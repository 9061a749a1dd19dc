use anyhow::{bail, Result};

use super::open_store;
use crate::context::Context;
use crate::provision::{Initializer, SchemaStatus};
use crate::schema::SWA_SCHEMA;

pub fn run(ctx: &Context, json: bool) -> Result<()> {
    let store = open_store(ctx)?;
    let status = Initializer::new(&store, SWA_SCHEMA).verify()?;

    if json {
        println!("{}", serde_json::to_string_pretty(&status)?);
    } else {
        print!("{}", render(&status));
    }

    if !status.is_complete() {
        bail!(
            "database '{}' does not match the expected layout",
            status.database
        );
    }
    log::info!("✅ Database '{}' is fully provisioned", status.database);
    Ok(())
}

fn render(status: &SchemaStatus) -> String {
    let mut out = format!("database {}\n", status.database);
    for collection in &status.collections {
        let marker = if collection.exists { "ok" } else { "MISSING" };
        out.push_str(&format!("  {:<12} {}\n", collection.name, marker));
        for index in &collection.indexes {
            out.push_str(&format!("    {:<16} {}", index.name, index.state));
            if let Some(existing) = &index.existing {
                out.push_str(&format!(" (found {existing})"));
            }
            out.push('\n');
        }
    }
    out
}

#[cfg(test)]
mod tests {
    use super::*;
    use crate::provision::{CollectionStatus, IndexStatus};

    #[test]
    fn render_marks_missing_and_conflicts() {
        let status = SchemaStatus {
            database: "swa_database".into(),
            collections: vec![
                CollectionStatus {
                    name: "users".into(),
                    exists: true,
                    indexes: vec![IndexStatus {
                        name: "username_1".into(),
                        state: "conflict",
                        existing: Some("username_1 { \"username\": 1 }".into()),
                    }],
                },
                CollectionStatus {
                    name: "slots".into(),
                    exists: false,
                    indexes: vec![IndexStatus {
                        name: "slot_id_1".into(),
                        state: "missing",
                        existing: None,
                    }],
                },
            ],
        };
        let text = render(&status);
        assert!(text.starts_with("database swa_database\n"));
        assert!(text.contains("users        ok"));
        assert!(text.contains("conflict (found username_1"));
        assert!(text.contains("slots        MISSING"));
        assert!(text.contains("slot_id_1        missing"));
    }
}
-=-=-
Each line of the listing above that includes the word "Some" should be copied.

### RESULT
            if let Some(existing) = &index.existing {
                        existing: Some("username_1 { \"username\": 1 }".into()),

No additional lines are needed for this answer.